NFPA Safety Tests: Tips for Oxidizer & Burner Owners

Is your burner safe? NFPA safety inspections are essential for ensuring the safe, efficient, and compliant operation of gas-fired equipment. This blog outlines key tips to help you maintain safe, reliable system performance.
Burner flame
When is the last time you scheduled an NFPA-compliant safety testing of your facility’s burners and gas trains? Annual safety tests are mandated by the NFPA and are also often required by insurance companies, national/local codes, and corporate policy. When performed properly, testing and inspection can reduce risk associated with safety, property, and production losses. Annual inspections can also improve production uptime and system reliability as well as help identify potential energy-saving opportunities.

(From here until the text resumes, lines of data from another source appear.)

//! Shared fixtures for the pipeline integration tests.

#![allow(dead_code)]

use chrono::{Datelike, NaiveDate, TimeZone, Utc};
use pagefunnel_backend::Backend;
use pagefunnel_backend_duckdb::DuckDbBackend;
use pagefunnel_cli::{
    read_scope, CompiledJob, Config, PageFunnelRow, ParamError, RunContext, RunParams,
    SqlCompiler,
};

/// One source event: timestamp, subject, page, country.
pub type Event<'a> = (&'a str, &'a str, &'a str, &'a str);

pub fn config() -> Config {
    let mut config = Config::default();
    config.companies.insert("my".to_string(), 12);
    config
}

pub fn date(year: i32, month: u32, day: u32) -> NaiveDate {
    NaiveDate::from_ymd_opt(year, month, day).unwrap()
}

pub fn params(country: &str, company_code: i16, data_date: NaiveDate) -> RunParams {
    RunParams {
        country: country.to_string(),
        company_code,
        period: data_date.month().to_string(),
        year: data_date.year().to_string(),
        data_date: Some(data_date),
        target_db: None,
        target_table: None,
    }
}

/// Resolve and compile with a fixed clock.
pub fn compile(params: &RunParams) -> Result<(RunContext, CompiledJob), ParamError> {
    let config = config();
    let target = config.target("dev").unwrap().clone();
    let now = Utc.with_ymd_and_hms(2023, 1, 1, 1, 0, 0).unwrap();

    let ctx = RunContext::resolve(params, &config, &target, now)?;
    let job = SqlCompiler::new(config.source.columns.clone()).compile(&ctx);
    Ok((ctx, job))
}

pub async fn create_source(backend: &dyn Backend) {
    backend
        .execute_statement("CREATE SCHEMA IF NOT EXISTS adobe_analytic")
        .await
        .unwrap();
    backend
        .execute_statement(
            "CREATE TABLE IF NOT EXISTS adobe_analytic.webapp_event (
                date_time TIMESTAMP, post_evar1 VARCHAR, post_evar2 VARCHAR, country VARCHAR)",
        )
        .await
        .unwrap();
}

pub async fn insert_events(backend: &dyn Backend, events: &[Event<'_>]) {
    create_source(backend).await;
    if events.is_empty() {
        return;
    }

    let values = events
        .iter()
        .map(|(ts, subject, page, country)| {
            format!("(TIMESTAMP '{}', '{}', '{}', '{}')", ts, subject, page, country)
        })
        .collect::<Vec<_>>()
        .join(",\n");

    backend
        .execute_statement(&format!(
            "INSERT INTO adobe_analytic.webapp_event VALUES {}",
            values
        ))
        .await
        .unwrap();
}

pub fn in_memory() -> DuckDbBackend {
    DuckDbBackend::in_memory().unwrap()
}

pub async fn scope_rows(backend: &dyn Backend, ctx: &RunContext) -> Vec<PageFunnelRow> {
    read_scope(backend, &ctx.target, &ctx.scope()).await.unwrap()
}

Because of the potential safety issues involved, it’s strongly recommended that any comprehensive burner evaluation be performed by a service provider with specific technical expertise in the repair, installation, and maintenance of industrial burners and gas trains. Regardless of who performs the inspection, there are important considerations to keep in mind related to safety, including leak detection, code compliance, and energy usage optimization.

What NFPA Requires (and Why an Annual Inspection Isn’t Optional)

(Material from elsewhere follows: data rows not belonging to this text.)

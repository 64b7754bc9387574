pub mod compiler;
pub mod config;
pub mod counters;
pub mod diagnostics;
pub mod errors;
pub mod executor;
pub mod logging;
pub mod params;
pub mod rows;

pub use compiler::{CompiledJob, SqlCompiler};
pub use config::{find_project_root, BackendType, Config, ReplaceMode, SourceColumns, Target};
pub use counters::{placeholder_groups, CounterSpec, COUNTERS};
pub use diagnostics::{check_scope, read_scope, ScopeReport};
pub use errors::{CliError, PipelineError};
pub use executor::{run_job, RunReport};
pub use logging::{init_tracing, TracingConfig};
pub use params::{ParamError, RunContext, RunParams};
pub use rows::{rows_from_batches, PageFunnelRow, RowDecodeError};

Regenerative Thermal Oxidizers, ovens, and other fuel-fired air pollution control equipment fall under NFPA 86, the Standard for Ovens and Furnaces. It is the minimum nationwide safety standard required by law for ovens, dryers, furnaces, thermal oxidizers and any other heated enclosure used for processing of materials and related equipment. This standard is set by the National Fire Protection Association and includes guidelines, rules, and methods applicable to the safe construction, installation, operation, and maintenance of these types of equipment.

NFPA 86 governs the inspection, testing, and maintenance of the entire combustion safety chain, including flame supervision, safety shutoff valves, fuel and combustion-air interlocks, pre-ignition purge sequences, and the burner management logic tying them together. Under this standard, annual burner inspections are mandatory: safety devices must be tested at least once per year, and the results must be documented and retained for your auditors, your insurer, and the Authority Having Jurisdiction (AHJ).

A compliant inspection is a functional verification of every device that stands between normal operation and an uncontrolled fuel release. That includes proving the flame-failure response (the flame safeguard must detect loss of flame and drive the fuel valves closed within the time NFPA 86 allows), confirming the pre-ignition purge delivers the prescribed volume air changes before any trial for ignition, and validating that low- and high-gas-pressure switches, combustion-air proving switches, and high-temperature limits all trip at their set points and actually interrupt the fuel.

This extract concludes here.